Dies ist Teil 1 von 2 der Serie Bagatelldelikte

Der Begriff der Verhältnismäßigkeit zieht sich nun seit einiger Zeit durch die Diskussionen aber auch die Urteile beim Thema Kündigung aufgrund von Bagatelldelikten. Grundsätzlich ist und bleibt jede noch so kleine Eigentumsverletzung zulasten des Arbeitgebers geeignet, eine fristlose Kündigung zu auszusprechen und zu rechtfertigen. Die ständige Rechtsprechung zeigt es deutlich: Diebstahl ist Diebstahl.
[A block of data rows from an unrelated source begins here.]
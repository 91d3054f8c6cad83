//! # cdnsync - CDN IP range sync for proxies and firewalls
//!
//! Downloads the published IP ranges of Cloudflare and Gcore, writes them
//! one entry per line into a managed directory, and gracefully reloads the
//! services that consume them. One invocation is one run: fetch → extract →
//! persist → reload, fully sequential, fail-fast on fetch/parse/write
//! errors, per-service tolerant on reload errors.
//!
//! ## Modules
//!
//! - [`cli`] - Command-line interface definitions
//! - [`cmd`] - Command execution abstraction (systemctl seam)
//! - [`config`] - Configuration parsing, defaults and validation
//! - [`error`] - Error taxonomy
//! - [`extractor`] - Structured and pattern-based address extraction
//! - [`fetcher`] - HTTP client for provider endpoints
//! - [`logging`] - Console + syslog sinks
//! - [`orchestrator`] - Selector parsing and run sequencing
//! - [`providers`] - Static provider descriptors
//! - [`reloader`] - Graceful service reloads
//! - [`writer`] - Atomic range-file persistence

pub mod cli;
pub mod cmd;
pub mod config;
pub mod error;
pub mod extractor;
pub mod fetcher;
pub mod logging;
pub mod orchestrator;
pub mod providers;
pub mod reloader;
pub mod writer;

pub use cli::Cli;
pub use config::Config;
pub use error::SyncError;
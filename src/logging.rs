//! Logging setup: console plus the host syslog facility.
//!
//! Every event goes to stderr through `tracing_subscriber::fmt` and is
//! mirrored to syslog tagged `cdnsync`. Syslog being unavailable (e.g. in a
//! container without /dev/log) degrades silently to console-only.

use std::fmt::Write as _;
use std::sync::Mutex;

use syslog::{Facility, Formatter3164, Logger, LoggerBackend};
use tracing::field::{Field, Visit};
use tracing::{Event, Level, Subscriber};
use tracing_subscriber::filter::LevelFilter;
use tracing_subscriber::layer::{Context, Layer, SubscriberExt};
use tracing_subscriber::util::SubscriberInitExt;

/// Tag used for every syslog line
const SYSLOG_TAG: &str = "cdnsync";

/// Initialize the global subscriber. Call once, before any logging.
pub fn init(verbose: bool, quiet: bool) {
    let level = if verbose {
        Level::DEBUG
    } else if quiet {
        Level::ERROR
    } else {
        Level::INFO
    };

    let fmt_layer = tracing_subscriber::fmt::layer()
        .with_target(false)
        .without_time()
        .with_writer(std::io::stderr)
        .with_filter(LevelFilter::from_level(level));

    tracing_subscriber::registry()
        .with(fmt_layer)
        .with(SyslogLayer::connect().map(|l| l.with_filter(LevelFilter::from_level(level))))
        .init();
}

/// Forwards tracing events to the local syslog daemon.
pub struct SyslogLayer {
    logger: Mutex<Logger<LoggerBackend, Formatter3164>>,
}

impl SyslogLayer {
    /// Connect to the local syslog socket. None when unavailable.
    pub fn connect() -> Option<Self> {
        let formatter = Formatter3164 {
            facility: Facility::LOG_DAEMON,
            hostname: None,
            process: SYSLOG_TAG.to_string(),
            pid: std::process::id(),
        };
        syslog::unix(formatter).ok().map(|logger| Self {
            logger: Mutex::new(logger),
        })
    }
}

impl<S: Subscriber> Layer<S> for SyslogLayer {
    fn on_event(&self, event: &Event<'_>, _ctx: Context<'_, S>) {
        let mut message = String::new();
        event.record(&mut MessageVisitor(&mut message));
        if message.is_empty() {
            return;
        }

        let Ok(mut logger) = self.logger.lock() else {
            return;
        };
        // Syslog write failures are deliberately ignored: the console sink
        // already carries the line.
        let _ = match *event.metadata().level() {
            Level::ERROR => logger.err(&message),
            Level::WARN => logger.warning(&message),
            Level::INFO => logger.info(&message),
            _ => logger.debug(&message),
        };
    }
}

/// Collects the `message` field of an event into a plain string
struct MessageVisitor<'a>(&'a mut String);

impl Visit for MessageVisitor<'_> {
    fn record_debug(&mut self, field: &Field, value: &dyn std::fmt::Debug) {
        if field.name() == "message" {
            let _ = write!(self.0, "{value:?}");
        }
    }

    fn record_str(&mut self, field: &Field, value: &str) {
        if field.name() == "message" {
            self.0.push_str(value);
        }
    }
}
//! Address extraction from raw provider responses.
//!
//! Two strategies: structured extraction pulls string arrays out of a JSON
//! body; pattern extraction scans arbitrary text for IPv4/IPv6 shapes and
//! keeps only candidates that parse as real addresses or networks. A
//! structured provider whose body turns out not to be JSON falls back to
//! pattern extraction, so a provider swapping its API for a plain-text list
//! keeps working.

use ipnet::IpNet;
use regex::Regex;
use serde_json::Value;
use std::net::IpAddr;
use std::sync::OnceLock;
use tracing::debug;

use crate::error::SyncError;

/// How to turn a raw response body into a list of addresses
#[derive(Debug, Clone, Copy, PartialEq, Eq)]
pub enum Strategy {
    /// Scan the text for IPv4-with-optional-prefix / IPv6-with-prefix shapes
    Pattern,
    /// Collect the string entries of the named JSON array fields, in order
    Structured { fields: &'static [&'static str] },
}

/// Extract an ordered list of IP/CIDR strings from a response body.
///
/// Duplicates are kept and order is preserved. Fails with
/// [`SyncError::EmptyResult`] when nothing is extracted.
pub fn extract(provider: &str, body: &str, strategy: Strategy) -> Result<Vec<String>, SyncError> {
    let entries = match strategy {
        Strategy::Structured { fields } => match serde_json::from_str::<Value>(body) {
            Ok(value) => extract_structured(&value, fields),
            Err(e) => {
                debug!("{provider}: body is not JSON ({e}), falling back to pattern extraction");
                extract_pattern(body)
            }
        },
        Strategy::Pattern => extract_pattern(body),
    };

    if entries.is_empty() {
        return Err(SyncError::EmptyResult {
            provider: provider.to_string(),
        });
    }
    Ok(entries)
}

fn extract_structured(value: &Value, fields: &[&str]) -> Vec<String> {
    let mut entries = Vec::new();
    for field in fields {
        if let Some(items) = value.get(field).and_then(Value::as_array) {
            entries.extend(items.iter().filter_map(Value::as_str).map(str::to_string));
        }
    }
    entries
}

fn extract_pattern(body: &str) -> Vec<String> {
    static CANDIDATE: OnceLock<Regex> = OnceLock::new();
    let re = CANDIDATE.get_or_init(|| {
        // IPv4 with optional prefix, or IPv6 with mandatory prefix
        Regex::new(r"(?:\d{1,3}(?:\.\d{1,3}){3}(?:/\d{1,2})?|[0-9A-Fa-f:]*:[0-9A-Fa-f:]+/\d{1,3})")
            .expect("candidate regex is valid")
    });

    re.find_iter(body)
        .map(|m| m.as_str())
        .filter(|candidate| is_address(candidate))
        .map(str::to_string)
        .collect()
}

/// The regex only narrows candidates; each one must still parse
fn is_address(candidate: &str) -> bool {
    if candidate.contains('/') {
        candidate.parse::<IpNet>().is_ok()
    } else {
        candidate.parse::<IpAddr>().is_ok()
    }
}
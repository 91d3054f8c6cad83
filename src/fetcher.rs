//! HTTP fetcher for downloading provider IP lists.

use anyhow::{Context, Result};
use reqwest::Client;
use std::time::Duration;
use tracing::debug;

use crate::error::SyncError;

const TIMEOUT_SECS: u64 = 30;

/// HTTP client for fetching provider endpoints
pub struct Fetcher {
    client: Client,
}

impl Fetcher {
    /// Create a new fetcher with default settings
    pub fn new() -> Result<Self> {
        let client = Client::builder()
            .timeout(Duration::from_secs(TIMEOUT_SECS))
            .user_agent(format!("cdnsync/{}", env!("CARGO_PKG_VERSION")))
            .build()
            .context("Failed to create HTTP client")?;
        Ok(Self { client })
    }

    /// Fetch a URL and return the response body as text.
    ///
    /// A non-success status or transport error maps to [`SyncError::Fetch`].
    /// No retries: a failed fetch fails the run.
    pub async fn fetch(&self, url: &str) -> Result<String, SyncError> {
        debug!("GET {url}");

        let response = self
            .client
            .get(url)
            .send()
            .await
            .map_err(|e| SyncError::Fetch {
                url: url.to_string(),
                reason: e.to_string(),
            })?;

        let status = response.status();
        if !status.is_success() {
            return Err(SyncError::Fetch {
                url: url.to_string(),
                reason: format!("HTTP {status}"),
            });
        }

        response.text().await.map_err(|e| SyncError::Fetch {
            url: url.to_string(),
            reason: e.to_string(),
        })
    }
}

// Default is intentionally not implemented for Fetcher because new() can
// fail and we want explicit error handling.
//! cdnsync - CDN IP range sync for proxies and firewalls

use clap::Parser;
use tracing::error;

use cdnsync::cli::Cli;
use cdnsync::{logging, orchestrator};

#[tokio::main]
async fn main() {
    let cli = Cli::parse();
    logging::init(cli.verbose, cli.quiet);

    if let Err(e) = orchestrator::run(&cli).await {
        error!("{e:#}");
        std::process::exit(1);
    }
}
//! Atomic persistence of range files.

use std::fs;
use std::io::Write;
use std::os::unix::fs::PermissionsExt;
use std::path::Path;
use tempfile::NamedTempFile;
use tracing::debug;

use crate::error::SyncError;

/// Mode applied to the target directory on every run
pub const DIR_MODE: u32 = 0o755;

/// Ensure the target directory exists with the fixed permission mode.
///
/// The mode is reapplied even when the directory already exists.
pub fn ensure_dir(dir: &Path) -> Result<(), SyncError> {
    fs::create_dir_all(dir).map_err(|e| SyncError::Write {
        path: dir.to_path_buf(),
        source: e,
    })?;
    fs::set_permissions(dir, fs::Permissions::from_mode(DIR_MODE)).map_err(|e| SyncError::Write {
        path: dir.to_path_buf(),
        source: e,
    })?;
    Ok(())
}

/// Write a list of entries to `dir/name`, one per line.
///
/// The content goes to a temp file in the same directory first and is
/// renamed over the final path, so a partially written file is never
/// observable there. The temp file is removed on every failure path
/// (NamedTempFile cleans up on drop). Returns the number of lines written.
pub fn write_list(dir: &Path, name: &str, entries: &[String]) -> Result<usize, SyncError> {
    let target = dir.join(name);
    let wrap = |e: std::io::Error| SyncError::Write {
        path: target.clone(),
        source: e,
    };

    let mut temp = NamedTempFile::new_in(dir).map_err(wrap)?;
    for entry in entries {
        writeln!(temp, "{entry}").map_err(wrap)?;
    }
    temp.as_file().sync_all().map_err(wrap)?;

    temp.persist(&target).map_err(|e| SyncError::Write {
        path: target.clone(),
        source: e.error,
    })?;

    debug!("Persisted {} entries to {:?}", entries.len(), target);
    Ok(entries.len())
}
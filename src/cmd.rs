//! Command execution abstraction for testability.
//!
//! Trait-based wrapper over `std::process::Command` so the reload path can
//! be unit-tested with mocked systemctl calls.

use anyhow::Result;
use std::process::{Command, Stdio};

#[cfg(test)]
use mockall::automock;

/// Output from command execution
#[derive(Debug, Clone, Default)]
pub struct CommandOutput {
    /// Standard output from the command
    pub stdout: String,
    /// Standard error from the command
    pub stderr: String,
    /// Whether the command succeeded (exit code 0)
    pub success: bool,
    /// The exit code, if available
    pub code: Option<i32>,
}

/// Trait for command execution, allowing dependency injection for testing.
#[cfg_attr(test, automock)]
pub trait CommandExecutor: Send + Sync {
    /// Execute a command with the given arguments.
    fn execute(&self, cmd: &str, args: &[String]) -> Result<CommandOutput>;
}

/// Real implementation that runs actual system commands.
#[derive(Debug, Clone, Default)]
pub struct RealCommandExecutor;

impl RealCommandExecutor {
    pub fn new() -> Self {
        Self
    }
}

impl CommandExecutor for RealCommandExecutor {
    fn execute(&self, cmd: &str, args: &[String]) -> Result<CommandOutput> {
        let output = Command::new(cmd)
            .args(args)
            .stdout(Stdio::piped())
            .stderr(Stdio::piped())
            .output()?;

        Ok(CommandOutput {
            stdout: String::from_utf8_lossy(&output.stdout).to_string(),
            stderr: String::from_utf8_lossy(&output.stderr).to_string(),
            success: output.status.success(),
            code: output.status.code(),
        })
    }
}

/// Helper to convert a slice of &str to Vec<String>.
///
/// mockall has issues with lifetimes in `&[&str]`, so the trait takes
/// `&[String]` instead.
pub fn args_to_strings(args: &[&str]) -> Vec<String> {
    args.iter().map(|s| s.to_string()).collect()
}
//! Pipelines por categoría: arman su conjunto de módulos, piden las
//! definiciones al catálogo y ejecutan un orden de steps con checkpoints.

mod data;
mod eda;
mod model;
mod validation;

pub use data::DataPipeline;
pub use eda::EdaPipeline;
pub use model::ModelPipeline;
pub use validation::ValidationPipeline;

use maint_core::{CoreError, DataModuleHandler, ModuleSet};

/// Resuelve los módulos de las claves dadas a través del handler (caché
/// primera-gana: pipelines distintos comparten instancias).
fn module_set(handler: &DataModuleHandler, keys: &[&str]) -> Result<ModuleSet, CoreError> {
    let mut modules = ModuleSet::new();
    for key in keys {
        modules.insert(key.to_string(), handler.get_dm(key)?);
    }
    Ok(modules)
}
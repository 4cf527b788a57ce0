//! Errores del núcleo de orquestación.
//!
//! Taxonomía (ver también el driver de nivel superior):
//! - configuración: binding ausente en un `DataModule`, step o categoría
//!   desconocidos, formato de fichero desconocido;
//! - artifact vacío: una carga produce un resultado ausente/vacío;
//! - tipo: payload no soportado por el codec para la clave destino;
//! - resolución: un `LazyLoad` sin módulo asociado.
//!
//! Todos se propagan sin reintentos hasta el driver, que los registra y
//! termina la ejecución (stop-on-failure; sin rollback de checkpoints ya
//! escritos).

use std::path::PathBuf;

use thiserror::Error;

#[derive(Debug, Error)]
pub enum CoreError {
    /// `DataModule` construido sin `state_key` ni `data_path`.
    #[error("either `state_key` or `data_path` must be provided")]
    MissingBinding,

    /// Ninguno de los dos bindings esperados pudo satisfacer la carga.
    #[error("unable to load data. `state_key`: {state_key:?}, `data_path`: {data_path:?}")]
    UnloadableModule {
        state_key: Option<String>,
        data_path: Option<PathBuf>,
    },

    #[error("unable to save data. `state_key`: {state_key:?}, `data_path`: {data_path:?}")]
    UnsavableModule {
        state_key: Option<String>,
        data_path: Option<PathBuf>,
    },

    #[error("unknown step `{name}`. Check step definitions")]
    UnknownStep { name: String },

    #[error("invalid category `{category}`. Valid options are: {valid:?}")]
    UnknownCategory { category: String, valid: Vec<String> },

    /// Carga exitosa pero resultado ausente o sin filas/elementos.
    #[error("dataset at {location} is empty")]
    EmptyArtifact { location: String },

    /// Tipo de payload que el codec no puede persistir en la extensión pedida.
    #[error("unsupported payload `{kind}` for `{extension}` files")]
    UnsupportedForExtension { kind: &'static str, extension: String },

    /// Variante enriquecida por `save_data`: nombra la clave ofensora.
    #[error("unsupported data type `{kind}` for key `{key}`")]
    UnsupportedPayload { key: String, kind: &'static str },

    /// Handle perezoso sin módulo. Verificar claves de módulos y de rutas.
    #[error("`None` data module. Verify module path keys, and path config keys")]
    UnresolvedDependency,

    /// Envuelve fallos de carga con el binding del módulo para diagnóstico.
    #[error("failed to load data from {location}: {source}")]
    LoadFailed {
        location: String,
        #[source]
        source: Box<CoreError>,
    },

    #[error("unknown file type `{extension}` for {path}")]
    UnknownFormat { extension: String, path: PathBuf },

    #[error("missing step argument `{name}`")]
    MissingArgument { name: String },

    #[error("step argument `{name}` has an unexpected type")]
    ArgumentType { name: String },

    #[error(transparent)]
    Io(#[from] std::io::Error),

    #[error("codec: {0}")]
    Codec(String),
}
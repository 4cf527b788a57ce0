//! Unión etiquetada de payloads de artifact.

use indexmap::IndexMap;
use serde::{Deserialize, Serialize};
use serde_json::Value;

use super::Table;

/// Modelo ajustado serializado. El núcleo no interpreta `bytes`; los steps de
/// entrenamiento/evaluación codifican y decodifican su propia representación.
#[derive(Debug, Clone, PartialEq, Serialize, Deserialize)]
pub struct ModelBlob {
    pub algo: String,
    pub bytes: Vec<u8>,
}

/// Payload de un artifact. Una variante por categoría de dato que circula
/// entre steps; los call sites hacen pattern-matching sin casts.
#[derive(Debug, Clone, PartialEq, Serialize, Deserialize)]
pub enum Payload {
    Table(Table),
    Model(ModelBlob),
    Array(Vec<f64>),
    Mapping(IndexMap<String, f64>),
    Json(Value),
}

impl Payload {
    pub fn kind_name(&self) -> &'static str {
        match self {
            Payload::Table(_) => "table",
            Payload::Model(_) => "model",
            Payload::Array(_) => "array",
            Payload::Mapping(_) => "mapping",
            Payload::Json(_) => "json",
        }
    }

    /// Un payload vacío cuenta como "dataset vacío" para el handler.
    pub fn is_empty(&self) -> bool {
        match self {
            Payload::Table(t) => t.is_empty(),
            Payload::Model(m) => m.bytes.is_empty(),
            Payload::Array(a) => a.is_empty(),
            Payload::Mapping(m) => m.is_empty(),
            Payload::Json(v) => v.is_null(),
        }
    }

    pub fn as_table(&self) -> Option<&Table> {
        match self {
            Payload::Table(t) => Some(t),
            _ => None,
        }
    }

    pub fn into_table(self) -> Option<Table> {
        match self {
            Payload::Table(t) => Some(t),
            _ => None,
        }
    }

    pub fn into_mapping(self) -> Option<IndexMap<String, f64>> {
        match self {
            Payload::Mapping(m) => Some(m),
            _ => None,
        }
    }

    pub fn into_model(self) -> Option<ModelBlob> {
        match self {
            Payload::Model(m) => Some(m),
            _ => None,
        }
    }

    pub fn into_array(self) -> Option<Vec<f64>> {
        match self {
            Payload::Array(a) => Some(a),
            _ => None,
        }
    }
}
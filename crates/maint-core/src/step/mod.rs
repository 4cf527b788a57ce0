//! Steps: definición declarativa, registro, catálogo, despacho y ejecución.
//!
//! - `StepDefinition`: registro inmutable (nombre, tipo implementador,
//!   argumentos literales o perezosos, outputs declarados, builder).
//! - `StepRegistry`: catálogo de metadatos poblado en el arranque; sólo
//!   introspección, nunca consultado por el despacho.
//! - `StepCatalog`: lookup categoría -> productor de definiciones.
//! - `StepFactory`: convierte una definición en un efecto ejecutado
//!   (Lookup -> Resolve -> Merge -> Instantiate -> Invoke -> Return).
//! - `PipelineExecutor`: secuencia estricta de etapas con timing/logging.

mod catalog;
mod definition;
mod executor;
mod factory;
mod registry;

pub use catalog::{create_step_map, Category, DefinitionProducer, StepCatalog, StepMap, StepSpec};
pub use definition::{PipelineStep, ResolvedArgs, StepArg, StepBuilder, StepDefinition, StepOutput, StepValue};
pub use executor::{PipelineExecutor, Stage};
pub use factory::StepFactory;
pub use registry::{StepRecord, StepRegistry};
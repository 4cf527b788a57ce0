//! Diccionarios de datos estáticos del dominio de mantenimiento predictivo.
//!
//! El único artifact crudo es el CSV de sensores; su diccionario normaliza
//! los encabezados originales del proveedor a snake_case corto, fija los
//! dtypes y declara los centinelas de ausencia.

use indexmap::IndexMap;
use maint_core::{DataDictionary, Dtype};

/// Diccionario del CSV crudo de sensores.
pub fn raw_data_dictionary() -> DataDictionary {
    let rename_mapping = IndexMap::from([
        ("ComponentAge".to_string(), "comp_age".to_string()),
        ("MonthlyRunTime".to_string(), "monthly_run_time".to_string()),
        ("Location".to_string(), "loc".to_string()),
        ("FlowRate".to_string(), "flow_rate".to_string()),
        ("OPXVolume".to_string(), "opx_vol".to_string()),
        ("MaxOutputRate".to_string(), "max_output_rate".to_string()),
        ("Sensor1".to_string(), "s1".to_string()),
        ("Sensor2".to_string(), "s2".to_string()),
        ("Sensor3".to_string(), "s3".to_string()),
        ("Sensor4".to_string(), "s4".to_string()),
        ("Sensor5".to_string(), "s5".to_string()),
        // Duplicado del proveedor: pandas lo entrega como `Sensor5.1`.
        ("Sensor5.1".to_string(), "s6".to_string()),
        ("DaysSinceMaintenance".to_string(), "days_since_maintenance".to_string()),
        ("Target".to_string(), "target".to_string()),
    ]);

    let dtypes = IndexMap::from([
        ("comp_age".to_string(), Dtype::Int),
        ("monthly_run_time".to_string(), Dtype::Float),
        ("loc".to_string(), Dtype::Str),
        ("flow_rate".to_string(), Dtype::Float),
        ("opx_vol".to_string(), Dtype::Float),
        ("max_output_rate".to_string(), Dtype::Float),
        ("s1".to_string(), Dtype::Float),
        ("s2".to_string(), Dtype::Float),
        ("s3".to_string(), Dtype::Float),
        ("s4".to_string(), Dtype::Float),
        ("s5".to_string(), Dtype::Float),
        ("s6".to_string(), Dtype::Float),
        ("days_since_maintenance".to_string(), Dtype::Int),
        ("target".to_string(), Dtype::Int),
    ]);

    DataDictionary {
        rename_mapping,
        dtypes,
        use_cols: Vec::new(),
        na_values: vec!["NA".to_string(), "na".to_string(), "?".to_string()],
    }
}

/// Mapa estático clave de artifact -> diccionario. Los artifacts derivados
/// no llevan diccionario: ya se escriben normalizados.
pub fn module_map() -> IndexMap<String, DataDictionary> {
    IndexMap::from([("raw-data".to_string(), raw_data_dictionary())])
}
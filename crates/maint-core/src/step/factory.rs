//! StepFactory: convierte una definición de step en un efecto ejecutado.
//!
//! Máquina de estados por despacho (sin estado entre llamadas):
//! Lookup -> Resolve -> Merge -> Instantiate -> Invoke -> Return.
//! Un nombre desconocido falla cerrado: antes de instanciar tipo alguno y
//! antes de cualquier I/O.

use std::rc::Rc;

use super::catalog::StepMap;
use super::definition::{ResolvedArgs, StepArg, StepOutput, StepValue};
use crate::context::PipelineContext;
use crate::data::DataModuleHandler;
use crate::errors::CoreError;

pub struct StepFactory {
    ctx: Rc<PipelineContext>,
    handler: Rc<DataModuleHandler>,
    step_map: StepMap,
}

impl StepFactory {
    pub fn new(ctx: Rc<PipelineContext>, handler: Rc<DataModuleHandler>, step_map: StepMap) -> Self {
        Self {
            ctx,
            handler,
            step_map,
        }
    }

    /// Resuelve y ejecuta un único step.
    ///
    /// Los argumentos perezosos se resuelven a través del handler (cargas
    /// memoizadas); los literales pasan sin cambio. `runtime_extra` se
    /// fusiona encima, con precedencia en colisión de claves.
    pub fn dispatch_step(
        &self,
        step_name: &str,
        runtime_extra: ResolvedArgs,
    ) -> Result<Option<StepOutput>, CoreError> {
        let spec = self
            .step_map
            .get(step_name)
            .ok_or_else(|| CoreError::UnknownStep {
                name: step_name.to_string(),
            })?;

        let mut resolved = ResolvedArgs::new();
        for (name, arg) in &spec.args {
            match arg {
                StepArg::Lazy(lazy) => {
                    resolved.insert(name, StepValue::Data(lazy.resolve(&self.handler)?))
                }
                StepArg::Value(value) => resolved.insert(name, StepValue::Json(value.clone())),
            }
        }
        resolved.merge(runtime_extra);

        let instance = (spec.builder)(Rc::clone(&self.ctx), resolved)?;
        instance.invoke()
    }

    /// Despacha `step_order` en secuencia. Para cada nombre presente en
    /// `checkpoints`, el mapa de outputs del step se persiste inmediatamente
    /// (antes del siguiente step) mediante el guardado por lotes del handler.
    pub fn run_pipeline(&self, step_order: &[&str], checkpoints: &[&str]) -> Result<(), CoreError> {
        for step_name in step_order {
            let result = self.dispatch_step(step_name, ResolvedArgs::new())?;
            if checkpoints.contains(step_name) {
                log::debug!("SAVING at checkpoint: {}", step_name);
                match result {
                    Some(outputs) => self.handler.save_data(&outputs)?,
                    None => log::warn!("checkpoint `{}` produced no outputs; nothing to save", step_name),
                }
            }
        }
        Ok(())
    }
}
//! Pipeline de exploración: metadatos y asimetría, antes y después del
//! procesamiento.

use std::rc::Rc;

use maint_core::{
    create_step_map, Category, CoreError, DataModuleHandler, PipelineContext, StepCatalog,
    StepFactory,
};

use super::module_set;

pub struct EdaPipeline {
    ctx: Rc<PipelineContext>,
    handler: Rc<DataModuleHandler>,
    catalog: Rc<StepCatalog>,
}

impl EdaPipeline {
    pub fn new(
        ctx: Rc<PipelineContext>,
        handler: Rc<DataModuleHandler>,
        catalog: Rc<StepCatalog>,
    ) -> Self {
        Self { ctx, handler, catalog }
    }

    /// Exploración sobre el crudo; ambos informes se checkpointean.
    pub fn initial_exploration(&self) -> Result<(), CoreError> {
        self.explore(&["raw-data"], &["raw-metadata", "raw-skew-kurt"])
    }

    /// Exploración sobre el dataset transformado.
    pub fn further_exploration(&self) -> Result<(), CoreError> {
        self.explore(
            &["transformed-data"],
            &["transformed-metadata", "transformed-skew-kurt"],
        )
    }

    fn explore(&self, module_keys: &[&str], step_order: &[&str]) -> Result<(), CoreError> {
        let modules = module_set(&self.handler, module_keys)?;
        let defs = self.catalog.get_step_defs(Category::Exploration, &modules)?;
        let factory = StepFactory::new(
            Rc::clone(&self.ctx),
            Rc::clone(&self.handler),
            create_step_map(defs),
        );
        factory.run_pipeline(step_order, step_order)
    }
}
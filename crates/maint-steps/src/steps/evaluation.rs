//! Steps de evaluación: predicción sobre test y métricas de clasificación.

use indexmap::IndexMap;
use maint_core::{CoreError, ModelBlob, Payload, PipelineStep, StepOutput, Table};

use super::training::{feature_rows, target_vector, LinearModel};

/// Decodifica el modelo ajustado, predice sobre el conjunto de test y emite
/// un mapa de métricas más el vector de predicciones.
pub struct ModelEvaluator {
    pub model: ModelBlob,
    pub x_test: Table,
    pub y_test: Table,
}

impl PipelineStep for ModelEvaluator {
    fn invoke(self: Box<Self>) -> Result<Option<StepOutput>, CoreError> {
        let model: LinearModel = bincode::deserialize(&self.model.bytes)
            .map_err(|e| CoreError::Codec(format!("model blob ({}): {}", self.model.algo, e)))?;

        let rows = feature_rows(&self.x_test);
        let targets = target_vector(&self.y_test);
        if rows.is_empty() {
            return Err(CoreError::EmptyArtifact {
                location: "evaluation dataset".to_string(),
            });
        }

        let predictions: Vec<f64> = rows
            .iter()
            .map(|row| if model.predict_proba(row) > 0.5 { 1.0 } else { 0.0 })
            .collect();
        let hits = predictions
            .iter()
            .zip(&targets)
            .filter(|(p, t)| *p == *t)
            .count();
        let n = predictions.len().min(targets.len()).max(1);
        let accuracy = hits as f64 / n as f64;

        log::info!("evaluation: accuracy {:.3} over {} rows", accuracy, n);

        let mut metrics = IndexMap::new();
        metrics.insert("accuracy".to_string(), accuracy);
        metrics.insert("error_rate".to_string(), 1.0 - accuracy);
        metrics.insert("n_test".to_string(), n as f64);

        let mut out = IndexMap::new();
        out.insert("eval-metrics".to_string(), Payload::Mapping(metrics));
        out.insert("y-test-pred".to_string(), Payload::Array(predictions));
        Ok(Some(out))
    }
}

#[cfg(test)]
mod tests {
    use super::*;
    use maint_core::Cell;

    #[test]
    fn evaluation_scores_a_known_model() {
        let model = LinearModel {
            feature_names: vec!["s1".to_string()],
            weights: vec![10.0],
            bias: 0.0,
        };
        let blob = ModelBlob {
            algo: "logistic-gd".to_string(),
            bytes: bincode::serialize(&model).expect("encode"),
        };
        let x = Table::from_columns(vec![(
            "s1".to_string(),
            vec![Cell::Float(-1.0), Cell::Float(1.0)],
        )]);
        let y = Table::from_columns(vec![(
            "target".to_string(),
            vec![Cell::Int(0), Cell::Int(1)],
        )]);

        let step = Box::new(ModelEvaluator {
            model: blob,
            x_test: x,
            y_test: y,
        });
        let out = step.invoke().expect("invoke").expect("outputs");

        match out.get("eval-metrics") {
            Some(Payload::Mapping(metrics)) => {
                assert_eq!(metrics.get("accuracy"), Some(&1.0));
                assert_eq!(metrics.get("n_test"), Some(&2.0));
            }
            other => panic!("expected mapping, got {:?}", other),
        }
        assert_eq!(
            out.get("y-test-pred"),
            Some(&Payload::Array(vec![0.0, 1.0]))
        );
    }

    #[test]
    fn corrupt_model_blob_is_a_codec_error() {
        let step = Box::new(ModelEvaluator {
            model: ModelBlob {
                algo: "logistic-gd".to_string(),
                bytes: vec![0xFF],
            },
            x_test: Table::from_columns(vec![("s1".to_string(), vec![Cell::Float(0.0)])]),
            y_test: Table::from_columns(vec![("target".to_string(), vec![Cell::Int(0)])]),
        });
        assert!(matches!(step.invoke(), Err(CoreError::Codec(_))));
    }
}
Die Gerichte kennen also keine Bagatellgrenze. Andererseits jedoch machen Urteile wie das im „Kinderbett-Fall“ klar, dass die Gerichte eine „Interessenabwägung“ im Sinne beider Parteien durchführen.

Interessenabwägung

Wie sieht das nun im Einzelnen aus? Das Gericht versucht sich ein Gesamtbild der Situation zu machen: wie lange arbeitet der Mitarbeiter schon störungsfrei und ohne Abmahnungen bei seinem Arbeitgeber? Gibt es Hinweise darauf, dass das Verhalten des Arbeitnehmers kein Einzelfall darstellt, sondern vielleicht im Arbeitsablauf als üblich anzusehen ist? Tun andere Mitarbeiter das gleiche und erscheint der spezielle Fall nur als Anlass genommen zu werden? Stellt die Kündigung eine besondere Härte für den Arbeitnehmer dar? Hinter all dem steht die Überlegung, dass im Falle einer fristlosen Beendigung des Arbeitsverhältnisses auch bei Vorfällen, die an sich einen Grund zur außerordentlichen Kündigung darstellen, die Frage gestellt werden muss, ob das Interesse des Arbeitgebers an der Beendigung des Arbeitsverhältnisses das Bestandsschutzinteresse des Arbeitnehmers überwiegt.

Schuldfrage

In den letzten Jahren hat der sogenannte „Emmely-Fall“ große Wellen geschlagen. Über alle Instanzen wurde diskutiert, ob die beschuldigte und gekündigte Klägerin bewusst oder unbewusst gehandelt habe und ihr Verhalten im Zuge der Entdeckung des Vergehens einen Einfluss auf die Interessensabwägung haben müsse. Die Klägerin hatte den Vorfall nämlich zunächst abgestritten und den Verdacht auf ihre Kolleginnen gelenkt. Nachdem dies in den Verhandlungen klar zu wiederlegen war, ging der Versuch zu Lasten der Klägerin bei der Interessenabwägung ein und die Gerichte bestätigten in Folge dessen die fristlose Kündigung. Anders das Bundesarbeitsgericht im Juni 2010. Das BAG sprach im Urteil (AZ 2 AZR 5341/09) zwar eindeutig von einer erheblichen Pflichtwidrigkeit, hielt die fristlose Kündigung aber aufgrund des geringen Schadensbetrages von 1,30 Euro und der mit 31 Jahren sehr langen Betriebszugehörigkeit der Klägerin für unangemessen.

Bagatellgrenzen

Zugleich nutzte das Bundesarbeitsgericht aber auch diesen Fall, um deutlich klar zu machen, dass es auch weiterhin eine untere Wertgrenze für Bagatelldelikte ablehne. Solche Fälle sollten auch in Zukunft im Einzelfall beurteilt werden. Dem gegenüber stehen Bestrebungen der Politik eine solche Grenze zu implementieren. Anfang 2010 legt die SPD dem Bundestag einen Gesetzesentwurf vor, der den „Schutz vor Kündigungen wegen eines unbedeutenden wirtschaftlichen Schadens“ zum Ziel hatte, im Bundestag aber nicht verabschiedet wurde.
Die Diskussion um das Thema wird wohl noch eine Weile weitergehen.